Abstract Dendritic cells (DC) are professional APC that control the balance between T cell immunity and tolerance. Genetic engineering of DC to regulate the outcome of the immune response is an area of intense research. Galectin (gal)-1 is an endogenous lectin that binds to glycoproteins and exerts potent regulatory effects on T cells. Consequently, gal-1 participates in central deletion of thymocytes and exerts therapeutic effects on experimental models of T cell-mediated autoimmune disorders and graft-vs-host disease. Together, these observations strongly indicate that engineering DC to express transgenic (tg) gal-1 may be beneficial to treat T cell-mediated disorders.
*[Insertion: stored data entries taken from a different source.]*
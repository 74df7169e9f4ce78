//! Chunk discovery.
//!
//! AMF has no chunk table. Chunks are found by searching the raw buffer for
//! every known tag, and a chunk ends where the next tag occurrence of any
//! kind begins. A tag-shaped byte sequence inside unrelated binary data is
//! indistinguishable from a real tag; that is a property of the format.

use crate::error::{DecodeError, DecodeResult};
use crate::tags::{KNOWN_TAGS, REQUIRED_TAGS, Tag};

/// How to bound a chunk whose tag is the last tag in the file.
#[derive(Debug, Clone, Copy, Default, PartialEq, Eq)]
pub enum TrailingChunk {
    /// Fail with [`DecodeError::UnboundedChunk`].
    #[default]
    Reject,
    /// Let the chunk run to the end of the buffer.
    ExtendToEnd,
}

/// Byte range of one chunk's payload.
#[derive(Debug, Clone, Copy, PartialEq, Eq)]
pub struct ChunkExtent {
    pub tag: Tag,
    /// Offset of the tag's first byte.
    pub offset: usize,
    /// First payload byte, just past the tag's null terminator.
    pub start: usize,
    /// Last payload byte: one before the next tag occurrence.
    pub end: usize,
}

impl ChunkExtent {
    /// Payload length in bytes.
    #[must_use]
    pub fn len(&self) -> usize {
        (self.end + 1).saturating_sub(self.start)
    }

    #[must_use]
    pub fn is_empty(&self) -> bool {
        self.len() == 0
    }

    /// Slice `buffer` to this chunk's payload.
    #[must_use]
    pub fn payload<'a>(&self, buffer: &'a [u8]) -> &'a [u8] {
        &buffer[self.start..self.start + self.len()]
    }
}

/// Every tag occurrence in a buffer.
#[derive(Debug, Clone, Default)]
pub struct ChunkIndex {
    /// Occurrences per tag, ascending. Tags that never occur are absent.
    occurrences: Vec<(Tag, Vec<usize>)>,
    /// All occurrence offsets of all tags, ascending.
    global: Vec<usize>,
    buffer_len: usize,
}

/// Scan `buffer` and require both the vertex and face chunks to be present.
pub fn scan(buffer: &[u8]) -> DecodeResult<ChunkIndex> {
    let index = ChunkIndex::new(buffer);
    for tag in REQUIRED_TAGS {
        if index.first(tag).is_none() {
            return Err(DecodeError::MissingRequiredChunk { tag });
        }
    }
    Ok(index)
}

impl ChunkIndex {
    /// Index every occurrence of every known tag.
    #[must_use]
    pub fn new(buffer: &[u8]) -> Self {
        let occurrences: Vec<(Tag, Vec<usize>)> = KNOWN_TAGS
            .iter()
            .map(|&tag| (tag, find_all(buffer, tag.bytes())))
            .filter(|(_, offsets)| !offsets.is_empty())
            .collect();

        let mut global: Vec<usize> = occurrences
            .iter()
            .flat_map(|(_, offsets)| offsets.iter().copied())
            .collect();
        global.sort_unstable();

        Self {
            occurrences,
            global,
            buffer_len: buffer.len(),
        }
    }

    /// Offsets at which `tag` occurs, ascending. Empty if it never does.
    #[must_use]
    pub fn occurrences(&self, tag: Tag) -> &[usize] {
        self.occurrences
            .iter()
            .find(|(t, _)| *t == tag)
            .map(|(_, offsets)| offsets.as_slice())
            .unwrap_or_default()
    }

    /// Offset of the first occurrence of `tag`.
    #[must_use]
    pub fn first(&self, tag: Tag) -> Option<usize> {
        self.occurrences(tag).first().copied()
    }

    /// Tags present in the buffer, in table order.
    pub fn tags(&self) -> impl Iterator<Item = Tag> + '_ {
        self.occurrences.iter().map(|(tag, _)| *tag)
    }

    /// Sorted offsets of every tag occurrence.
    #[must_use]
    pub fn global(&self) -> &[usize] {
        &self.global
    }

    /// Payload extent of the first occurrence of `tag`.
    pub fn extent(&self, tag: Tag, trailing: TrailingChunk) -> DecodeResult<ChunkExtent> {
        let offset = self
            .first(tag)
            .ok_or(DecodeError::MissingRequiredChunk { tag })?;
        let start = offset + tag.len();

        // Offsets are unique, so the search always hits.
        let position = self
            .global
            .binary_search(&offset)
            .map_err(|_| DecodeError::MissingRequiredChunk { tag })?;

        let next = match (self.global.get(position + 1), trailing) {
            (Some(&next), _) => next,
            (None, TrailingChunk::ExtendToEnd) => self.buffer_len,
            (None, TrailingChunk::Reject) => {
                return Err(DecodeError::UnboundedChunk { tag, offset });
            }
        };

        Ok(ChunkExtent {
            tag,
            offset,
            start,
            end: next - 1,
        })
    }
}

/// Non-overlapping occurrences of `needle`, scanning left to right.
fn find_all(haystack: &[u8], needle: &[u8]) -> Vec<usize> {
    let mut found = Vec::new();
    let mut from = 0;
    while let Some(at) = find(&haystack[from..], needle) {
        found.push(from + at);
        from += at + needle.len();
    }
    found
}

fn find(haystack: &[u8], needle: &[u8]) -> Option<usize> {
    haystack.windows(needle.len()).position(|w| w == needle)
}

#[cfg(test)]
mod tests {
    use super::*;
    use crate::tags::{END, FACES_T, OBS, P_VERTS, VERTNORMALS};
    use proptest::prelude::*;

    fn concat(parts: &[&[u8]]) -> Vec<u8> {
        parts.concat()
    }

    #[test]
    fn finds_every_occurrence() {
        let buf = concat(&[
            &b"xx"[..],
            P_VERTS.bytes(),
            &b"abc"[..],
            P_VERTS.bytes(),
            END.bytes(),
        ]);
        let index = ChunkIndex::new(&buf);
        assert_eq!(index.occurrences(P_VERTS), &[2, 13]);
        assert_eq!(index.occurrences(END), &[21]);
        assert_eq!(index.global(), &[2, 13, 21]);
        assert!(index.occurrences(FACES_T).is_empty());
    }

    #[test]
    fn absent_tags_are_dropped() {
        let buf = concat(&[OBS.bytes(), END.bytes()]);
        let index = ChunkIndex::new(&buf);
        assert_eq!(index.tags().collect::<Vec<_>>(), vec![END, OBS]);
    }

    #[test]
    fn extent_stops_before_next_tag_of_any_kind() {
        let buf = concat(&[
            P_VERTS.bytes(),
            &b"0123456789"[..],
            VERTNORMALS.bytes(),
            &b"zz"[..],
        ]);
        let index = ChunkIndex::new(&buf);
        let extent = index.extent(P_VERTS, TrailingChunk::Reject).unwrap();
        assert_eq!(extent.start, 8);
        assert_eq!(extent.end, 17);
        assert_eq!(extent.payload(&buf), b"0123456789");
    }

    #[test]
    fn extent_uses_first_occurrence() {
        let buf = concat(&[
            FACES_T.bytes(),
            &b"ab"[..],
            FACES_T.bytes(),
            &b"cdef"[..],
            END.bytes(),
        ]);
        let index = ChunkIndex::new(&buf);
        let extent = index.extent(FACES_T, TrailingChunk::Reject).unwrap();
        assert_eq!(extent.offset, 0);
        assert_eq!(extent.payload(&buf), b"ab");
    }

    #[test]
    fn empty_payload_between_adjacent_tags() {
        let buf = concat(&[P_VERTS.bytes(), END.bytes()]);
        let index = ChunkIndex::new(&buf);
        let extent = index.extent(P_VERTS, TrailingChunk::Reject).unwrap();
        assert!(extent.is_empty());
        assert!(extent.payload(&buf).is_empty());
    }

    #[test]
    fn last_tag_is_unbounded_by_default() {
        let buf = concat(&[END.bytes(), FACES_T.bytes(), &b"1234"[..]]);
        let index = ChunkIndex::new(&buf);
        assert_eq!(
            index.extent(FACES_T, TrailingChunk::Reject),
            Err(DecodeError::UnboundedChunk {
                tag: FACES_T,
                offset: 4,
            })
        );
        let extent = index.extent(FACES_T, TrailingChunk::ExtendToEnd).unwrap();
        assert_eq!(extent.payload(&buf), b"1234");
    }

    #[test]
    fn scan_requires_vertex_and_face_chunks() {
        let buf = concat(&[P_VERTS.bytes(), END.bytes()]);
        assert_eq!(
            scan(&buf).unwrap_err(),
            DecodeError::MissingRequiredChunk { tag: FACES_T }
        );
        assert_eq!(
            scan(b"nothing here").unwrap_err(),
            DecodeError::MissingRequiredChunk { tag: P_VERTS }
        );
    }

    fn tag_soup() -> impl Strategy<Value = Vec<u8>> {
        let piece = prop_oneof![
            prop::collection::vec(any::<u8>(), 0..16),
            prop::sample::select(KNOWN_TAGS.to_vec()).prop_map(|t| t.bytes().to_vec()),
        ];
        prop::collection::vec(piece, 0..24).prop_map(|pieces| pieces.concat())
    }

    proptest! {
        #[test]
        fn global_index_is_strictly_ascending(buf in tag_soup()) {
            let index = ChunkIndex::new(&buf);
            prop_assert!(index.global().windows(2).all(|w| w[0] < w[1]));
        }

        #[test]
        fn global_index_holds_every_occurrence(buf in tag_soup()) {
            let index = ChunkIndex::new(&buf);
            let mut expected: Vec<usize> = KNOWN_TAGS
                .iter()
                .flat_map(|tag| index.occurrences(*tag).to_vec())
                .collect();
            expected.sort_unstable();
            prop_assert_eq!(index.global(), expected.as_slice());

            for tag in KNOWN_TAGS {
                for &offset in index.occurrences(tag) {
                    prop_assert_eq!(&buf[offset..offset + tag.len()], tag.bytes());
                }
                let naive = buf.windows(tag.len()).filter(|w| *w == tag.bytes()).count();
                prop_assert_eq!(index.occurrences(tag).len(), naive);
            }
        }
    }
}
In this study, we have investigated the impact of the expression of high levels of tg gal-1 on maturation/activation of DC and on their T cell stimulatory function. Murine DC were transduced with a recombinant adenovirus encoding hu gal-1 (gal-1-DC). Tg gal-1 was exported by a nonclassical pathway through exosomes and was retained on the DC surface inducing segregation of its ligand CD43. Expression of tg gal-1 triggered activation of DC determined by induction of a more mature phenotype, increased levels of mRNA for proinflammatory cytokines, and enhanced ability to stimulate naive T cells. Conversely, gal-1-DC induced rapid apoptosis of activated T cells. In vivo, gal-1-DC increased significantly the sensitization phase of contact hypersensitivity assays while inducing a drastic inhibition of the elicitation phase by triggering apoptosis of activated T cells in the dermis. Gal-1-DC represent a novel tool to control differentially the afferent and efferent arms of the T cell response. The Journal of Immunology, 2006, 176: 7207–7220.The Journal of Immunology, 2006, 176: 7207–7220.